*WHAT THE TASK ASKS*: Find every line below that contains the word "solvers" and copy it out.

*WORKING DATA*:
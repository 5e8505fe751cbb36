//! Seed almanac: numbers and number ranges pushed through a chain of
//! piecewise-shift maps.

use std::ops::Range;

use advent_solver::{AutoRegister, ParseError, PartSolver, PuzzleParser, PuzzleSolver, SolveError};

use crate::utils::parsing::{numbers, split_sections};

#[derive(PuzzleSolver, AutoRegister)]
#[solver(parts = 2)]
#[puzzle(year = 2023, day = 5, tags = ["2023", "math"])]
pub struct Solver;

/// `source..source + len` maps onto `dest..dest + len`
#[derive(Debug, Clone, Copy)]
struct Rule {
    dest: u64,
    source: u64,
    len: u64,
}

impl Rule {
    fn source_range(&self) -> Range<u64> {
        self.source..self.source + self.len
    }

    fn shift(&self, value: u64) -> u64 {
        value - self.source + self.dest
    }
}

/// One "x-to-y" map; values outside every rule map to themselves.
#[derive(Debug)]
struct Mapping {
    rules: Vec<Rule>,
}

impl Mapping {
    fn map(&self, value: u64) -> u64 {
        self.rules
            .iter()
            .find(|r| r.source_range().contains(&value))
            .map_or(value, |r| r.shift(value))
    }

    /// Image of `ranges`, splitting each range wherever a rule boundary cuts it.
    fn map_ranges(&self, mut pending: Vec<Range<u64>>) -> Vec<Range<u64>> {
        let mut mapped = Vec::with_capacity(pending.len());

        for rule in &self.rules {
            let src = rule.source_range();
            let mut unmatched = Vec::with_capacity(pending.len());
            for range in pending {
                let overlap = range.start.max(src.start)..range.end.min(src.end);
                if overlap.is_empty() {
                    unmatched.push(range);
                    continue;
                }
                mapped.push(rule.shift(overlap.start)..rule.shift(overlap.end - 1) + 1);
                if range.start < overlap.start {
                    unmatched.push(range.start..overlap.start);
                }
                if overlap.end < range.end {
                    unmatched.push(overlap.end..range.end);
                }
            }
            pending = unmatched;
        }

        mapped.extend(pending);
        mapped
    }
}

pub struct Almanac {
    seeds: Vec<u64>,
    mappings: Vec<Mapping>,
}

fn parse_mapping(lines: &[&str]) -> Result<Mapping, ParseError> {
    let (header, rows) = lines
        .split_first()
        .ok_or_else(|| ParseError::missing("empty map section"))?;
    if !header.ends_with("map:") {
        return Err(ParseError::invalid(format!("expected a map header, found {header:?}")));
    }
    let rules: Vec<Rule> = rows
        .iter()
        .map(|row| match numbers::<u64>(row)?[..] {
            [dest, source, len] => Ok(Rule { dest, source, len }),
            _ => Err(ParseError::invalid(format!("expected three numbers in {row:?}"))),
        })
        .collect::<Result<_, _>>()?;
    Ok(Mapping { rules })
}

impl PuzzleParser for Solver {
    type Input<'a> = Almanac;

    fn parse(input: &str) -> Result<Self::Input<'_>, ParseError> {
        let sections = split_sections(input);
        let (first, maps) = sections
            .split_first()
            .ok_or_else(|| ParseError::missing("empty almanac"))?;

        let seeds = first
            .concat()
            .strip_prefix("seeds:")
            .map(numbers::<u64>)
            .ok_or_else(|| ParseError::missing("seeds line"))??;
        let mappings = maps
            .iter()
            .map(|lines| parse_mapping(lines))
            .collect::<Result<Vec<_>, _>>()?;

        Ok(Almanac { seeds, mappings })
    }
}

impl Almanac {
    fn location(&self, seed: u64) -> u64 {
        self.mappings.iter().fold(seed, |value, m| m.map(value))
    }
}

impl PartSolver<1> for Solver {
    fn solve(input: &mut Self::Input<'_>) -> Result<String, SolveError> {
        input
            .seeds
            .iter()
            .map(|&s| input.location(s))
            .min()
            .map(|v| v.to_string())
            .ok_or_else(|| SolveError::failed("no seeds"))
    }
}

impl PartSolver<2> for Solver {
    fn solve(input: &mut Self::Input<'_>) -> Result<String, SolveError> {
        if input.seeds.len() % 2 != 0 {
            return Err(SolveError::failed("seed ranges come in start/length pairs"));
        }
        let seeds: Vec<_> = input
            .seeds
            .chunks_exact(2)
            .map(|pair| pair[0]..pair[0] + pair[1])
            .filter(|r| !r.is_empty())
            .collect();

        let locations = input
            .mappings
            .iter()
            .fold(seeds, |ranges, m| m.map_ranges(ranges));
        log::debug!("{} location ranges", locations.len());

        locations
            .iter()
            .map(|r| r.start)
            .min()
            .map(|v| v.to_string())
            .ok_or_else(|| SolveError::failed("no seed ranges"))
    }
}
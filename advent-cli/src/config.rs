//! Configuration resolution from CLI args

use crate::cli::{Args, ParallelizeBy};
use crate::error::CliError;
use log::LevelFilter;
use std::path::{Path, PathBuf};

/// Resolved runtime configuration
#[derive(Debug)]
pub struct Config {
    /// Year filter (None = all years)
    pub year_filter: Option<u16>,
    /// Day filter (None = all days)
    pub day_filter: Option<u8>,
    /// Part filter (None = all parts)
    pub part_filter: Option<u8>,
    /// Tags to filter solvers
    pub tags: Vec<String>,
    /// Puzzle input directory
    pub input_dir: PathBuf,
    /// Number of threads for parallel execution
    pub thread_count: usize,
    /// Parallelization level
    pub parallelize_by: ParallelizeBy,
    /// Quiet mode
    pub quiet: bool,
    /// Only list registered solvers
    pub list: bool,
    /// Default log level, `RUST_LOG` still overrides it
    pub log_level: LevelFilter,
}

impl Config {
    /// Build config from CLI args
    pub fn from_args(args: Args) -> Result<Self, CliError> {
        let thread_count = match args.threads {
            Some(0) => return Err(CliError::Config("--threads must be at least 1".to_string())),
            Some(n) => n,
            None => num_cpus(),
        };

        Ok(Config {
            year_filter: args.year,
            day_filter: args.day,
            part_filter: args.part,
            tags: args.tags,
            input_dir: expand_tilde(&args.input_dir),
            thread_count,
            parallelize_by: args.parallelize_by,
            quiet: args.quiet,
            list: args.list,
            log_level: log_level(args.verbose),
        })
    }
}

/// Map the number of `-v` flags to a log level
pub fn log_level(verbose: u8) -> LevelFilter {
    match verbose {
        0 => LevelFilter::Warn,
        1 => LevelFilter::Info,
        2 => LevelFilter::Debug,
        _ => LevelFilter::Trace,
    }
}

/// Expand ~ to home directory
fn expand_tilde(path: &Path) -> PathBuf {
    if let Some(path_str) = path.to_str()
        && let Some(home) = dirs::home_dir()
    {
        if path_str == "~" {
            return home;
        }
        if let Some(rest) = path_str.strip_prefix("~/") {
            return home.join(rest);
        }
    }
    path.to_path_buf()
}

/// Get number of CPUs
fn num_cpus() -> usize {
    std::thread::available_parallelism()
        .map(|n| n.get())
        .unwrap_or(1)
}
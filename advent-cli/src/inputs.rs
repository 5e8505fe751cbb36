//! Puzzle inputs stored on disk

use crate::error::InputError;
use std::fs;
use std::io::ErrorKind;
use std::path::PathBuf;

/// File-based store of puzzle inputs
///
/// Directory structure: `{input_dir}/{year}/day{day:02}.txt`
pub struct InputStore {
    input_dir: PathBuf,
}

impl InputStore {
    pub fn new(input_dir: PathBuf) -> Self {
        Self { input_dir }
    }

    /// Path of the input for a specific year/day
    pub fn input_path(&self, year: u16, day: u8) -> PathBuf {
        self.input_dir
            .join(year.to_string())
            .join(format!("day{:02}.txt", day))
    }

    /// Check if the input file exists
    pub fn contains(&self, year: u16, day: u8) -> bool {
        self.input_path(year, day).is_file()
    }

    /// Read the input for year/day
    pub fn get(&self, year: u16, day: u8) -> Result<String, InputError> {
        let path = self.input_path(year, day);
        fs::read_to_string(&path).map_err(|source| match source.kind() {
            ErrorKind::NotFound => InputError::Missing { path },
            _ => InputError::Read { path, source },
        })
    }
}
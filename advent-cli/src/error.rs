//! Error types for the CLI

use std::path::PathBuf;
use thiserror::Error;
use thiserror_ext::Arc as ArcDerive;

/// Main CLI error type
#[derive(Error, Debug)]
pub enum CliError {
    /// Configuration error
    #[error("Configuration error: {0}")]
    Config(String),

    /// Registration error
    #[error("Registration error: {0}")]
    Registration(#[from] advent_solver::RegistrationError),

    /// Executor error (wraps Arc for cheap cloning)
    #[error("{0}")]
    Executor(#[from] ArcExecutorError),
}

/// Failure to read a puzzle input file
#[derive(Error, Debug)]
pub enum InputError {
    /// No input file for this puzzle
    #[error("No input file at {}", .path.display())]
    Missing { path: PathBuf },

    /// The file exists but could not be read
    #[error("Failed to read {}: {source}", .path.display())]
    Read {
        path: PathBuf,
        #[source]
        source: std::io::Error,
    },
}

/// Executor-specific errors
#[derive(Error, Debug, ArcDerive)]
#[thiserror_ext(newtype(name = ArcExecutorError))]
pub enum ExecutorError {
    /// Channel send error
    #[error("Channel send error")]
    ChannelSend,

    /// Thread pool creation failed
    #[error("Thread pool creation failed: {0}")]
    ThreadPool(String),

    /// Multiple errors collected during parallel execution
    #[error("Multiple errors occurred ({} total)", .0.len())]
    Multiple(Vec<ArcExecutorError>),
}

impl ArcExecutorError {
    /// Combine two Arc-wrapped errors into one, flattening nested
    /// `Multiple`s and keeping the order of arrival
    pub fn combine(first: ArcExecutorError, second: ArcExecutorError) -> ArcExecutorError {
        let errors = match (first.inner(), second.inner()) {
            (ExecutorError::Multiple(v1), ExecutorError::Multiple(v2)) => {
                let mut combined = v1.clone();
                combined.extend(v2.iter().cloned());
                combined
            }
            (_, ExecutorError::Multiple(v)) => {
                let mut combined = vec![first];
                combined.extend(v.iter().cloned());
                combined
            }
            (ExecutorError::Multiple(v), _) => {
                let mut combined = v.clone();
                combined.push(second);
                combined
            }
            _ => vec![first, second],
        };
        ExecutorError::Multiple(errors).into()
    }

    /// Combine an optional error with a new error
    pub fn combine_opt(
        existing: Option<ArcExecutorError>,
        new: ArcExecutorError,
    ) -> ArcExecutorError {
        match existing {
            Some(e) => Self::combine(e, new),
            None => new,
        }
    }
}
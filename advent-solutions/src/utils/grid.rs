//! Character grids addressed by signed row/column positions.

use std::fmt;
use std::ops::{Add, Index, IndexMut, Mul, Sub};

use advent_solver::ParseError;

/// Row/column position. Signed so that off-grid positions can be represented
/// and simply fail bounds checks.
#[derive(Debug, Clone, Copy, Default, PartialEq, Eq, Hash, PartialOrd, Ord)]
pub struct Pos {
    pub row: i64,
    pub col: i64,
}

impl Pos {
    pub const fn new(row: i64, col: i64) -> Self {
        Self { row, col }
    }

    /// The adjacent position in `dir`
    pub fn step(self, dir: Direction) -> Self {
        self + dir.offset()
    }

    pub fn manhattan(self, other: Self) -> u64 {
        self.row.abs_diff(other.row) + self.col.abs_diff(other.col)
    }

    /// All eight surrounding positions, unchecked
    pub fn around(self) -> impl Iterator<Item = Pos> {
        (-1..=1)
            .flat_map(|dr| (-1..=1).map(move |dc| Pos::new(dr, dc)))
            .filter(|d| *d != Pos::default())
            .map(move |d| self + d)
    }
}

impl fmt::Display for Pos {
    fn fmt(&self, f: &mut fmt::Formatter<'_>) -> fmt::Result {
        write!(f, "({}, {})", self.row, self.col)
    }
}

impl Add for Pos {
    type Output = Pos;

    fn add(self, rhs: Pos) -> Pos {
        Pos::new(self.row + rhs.row, self.col + rhs.col)
    }
}

impl Sub for Pos {
    type Output = Pos;

    fn sub(self, rhs: Pos) -> Pos {
        Pos::new(self.row - rhs.row, self.col - rhs.col)
    }
}

impl Mul<i64> for Pos {
    type Output = Pos;

    fn mul(self, rhs: i64) -> Pos {
        Pos::new(self.row * rhs, self.col * rhs)
    }
}

/// Compass direction with north pointing to row 0.
#[derive(Debug, Clone, Copy, PartialEq, Eq, Hash, PartialOrd, Ord)]
pub enum Direction {
    North,
    East,
    South,
    West,
}

impl Direction {
    /// Clockwise from north
    pub const ALL: [Direction; 4] = [
        Direction::North,
        Direction::East,
        Direction::South,
        Direction::West,
    ];

    pub fn turn_right(self) -> Self {
        match self {
            Direction::North => Direction::East,
            Direction::East => Direction::South,
            Direction::South => Direction::West,
            Direction::West => Direction::North,
        }
    }

    pub fn turn_left(self) -> Self {
        self.turn_right().opposite()
    }

    pub fn opposite(self) -> Self {
        self.turn_right().turn_right()
    }

    pub fn offset(self) -> Pos {
        match self {
            Direction::North => Pos::new(-1, 0),
            Direction::East => Pos::new(0, 1),
            Direction::South => Pos::new(1, 0),
            Direction::West => Pos::new(0, -1),
        }
    }

    pub fn is_vertical(self) -> bool {
        matches!(self, Direction::North | Direction::South)
    }

    /// Stable index in `0..4`, following [`Direction::ALL`]
    pub fn index(self) -> usize {
        self as usize
    }
}

/// Rectangular grid stored row-major.
#[derive(Debug, Clone, PartialEq, Eq, Hash)]
pub struct Grid<T> {
    cells: Vec<T>,
    width: usize,
    height: usize,
}

impl Grid<u8> {
    /// Parse text into a byte grid without interpreting the cells.
    pub fn parse_bytes(input: &str) -> Result<Self, ParseError> {
        Self::parse_with(input, Some)
    }
}

impl<T> Grid<T> {
    /// Parse text into a grid, mapping each byte through `cell`.
    ///
    /// Blank lines are skipped. Rows must all have the same width and `cell`
    /// returning `None` rejects the byte.
    pub fn parse_with(input: &str, mut cell: impl FnMut(u8) -> Option<T>) -> Result<Self, ParseError> {
        let mut cells = Vec::with_capacity(input.len());
        let mut width = None;
        let mut height = 0;

        for (row, line) in input.lines().filter(|l| !l.trim().is_empty()).enumerate() {
            let line = line.trim_end();
            match width {
                None => width = Some(line.len()),
                Some(w) if w != line.len() => {
                    return Err(ParseError::invalid(format!(
                        "row {} has {} columns, expected {w}",
                        row + 1,
                        line.len()
                    )));
                }
                Some(_) => {}
            }
            for (col, b) in line.bytes().enumerate() {
                let value = cell(b).ok_or_else(|| {
                    ParseError::invalid(format!(
                        "unexpected {:?} at row {}, column {}",
                        b as char,
                        row + 1,
                        col + 1
                    ))
                })?;
                cells.push(value);
            }
            height += 1;
        }

        let width = width.ok_or_else(|| ParseError::missing("empty grid"))?;
        Ok(Self {
            cells,
            width,
            height,
        })
    }

    pub fn filled(width: usize, height: usize, value: T) -> Self
    where
        T: Clone,
    {
        Self {
            cells: vec![value; width * height],
            width,
            height,
        }
    }

    pub fn width(&self) -> usize {
        self.width
    }

    pub fn height(&self) -> usize {
        self.height
    }

    pub fn contains(&self, pos: Pos) -> bool {
        (0..self.height as i64).contains(&pos.row) && (0..self.width as i64).contains(&pos.col)
    }

    fn offset(&self, pos: Pos) -> Option<usize> {
        self.contains(pos)
            .then(|| pos.row as usize * self.width + pos.col as usize)
    }

    pub fn get(&self, pos: Pos) -> Option<&T> {
        self.offset(pos).map(|i| &self.cells[i])
    }

    pub fn get_mut(&mut self, pos: Pos) -> Option<&mut T> {
        self.offset(pos).map(|i| &mut self.cells[i])
    }

    /// In-bounds orthogonal neighbours of `pos`
    pub fn neighbours(&self, pos: Pos) -> impl Iterator<Item = Pos> + '_ {
        Direction::ALL
            .into_iter()
            .map(move |d| pos.step(d))
            .filter(|p| self.contains(*p))
    }

    /// In-bounds neighbours of `pos`, diagonals included
    pub fn neighbours8(&self, pos: Pos) -> impl Iterator<Item = Pos> + '_ {
        pos.around().filter(|p| self.contains(*p))
    }

    /// Every position in row-major order
    pub fn positions(&self) -> impl Iterator<Item = Pos> + use<T> {
        let (width, height) = (self.width as i64, self.height as i64);
        (0..height).flat_map(move |row| (0..width).map(move |col| Pos::new(row, col)))
    }

    /// Positions with their cells in row-major order
    pub fn iter(&self) -> impl Iterator<Item = (Pos, &T)> + '_ {
        self.positions().zip(self.cells.iter())
    }

    /// First position (row-major) whose cell matches
    pub fn find(&self, mut pred: impl FnMut(&T) -> bool) -> Option<Pos> {
        self.iter().find(|(_, v)| pred(v)).map(|(p, _)| p)
    }

    pub fn rows(&self) -> impl Iterator<Item = &[T]> + '_ {
        self.cells.chunks(self.width)
    }

    pub fn row(&self, row: usize) -> &[T] {
        &self.cells[row * self.width..(row + 1) * self.width]
    }

    pub fn column(&self, col: usize) -> impl Iterator<Item = &T> + '_ {
        self.cells.iter().skip(col).step_by(self.width)
    }

    pub fn map<U>(&self, f: impl FnMut(&T) -> U) -> Grid<U> {
        Grid {
            cells: self.cells.iter().map(f).collect(),
            width: self.width,
            height: self.height,
        }
    }
}

impl<T> Index<Pos> for Grid<T> {
    type Output = T;

    /// Panics when `pos` is outside the grid; use [`Grid::get`] otherwise.
    fn index(&self, pos: Pos) -> &T {
        match self.offset(pos) {
            Some(i) => &self.cells[i],
            None => panic!("{pos} is outside a {}x{} grid", self.height, self.width),
        }
    }
}

impl<T> IndexMut<Pos> for Grid<T> {
    fn index_mut(&mut self, pos: Pos) -> &mut T {
        match self.offset(pos) {
            Some(i) => &mut self.cells[i],
            None => panic!("{pos} is outside a {}x{} grid", self.height, self.width),
        }
    }
}

impl fmt::Display for Grid<u8> {
    fn fmt(&self, f: &mut fmt::Formatter<'_>) -> fmt::Result {
        for row in self.rows() {
            writeln!(f, "{}", String::from_utf8_lossy(row))?;
        }
        Ok(())
    }
}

*YOUR SOLUTION*:
    /// Tags to filter solvers
    /// Only list registered solvers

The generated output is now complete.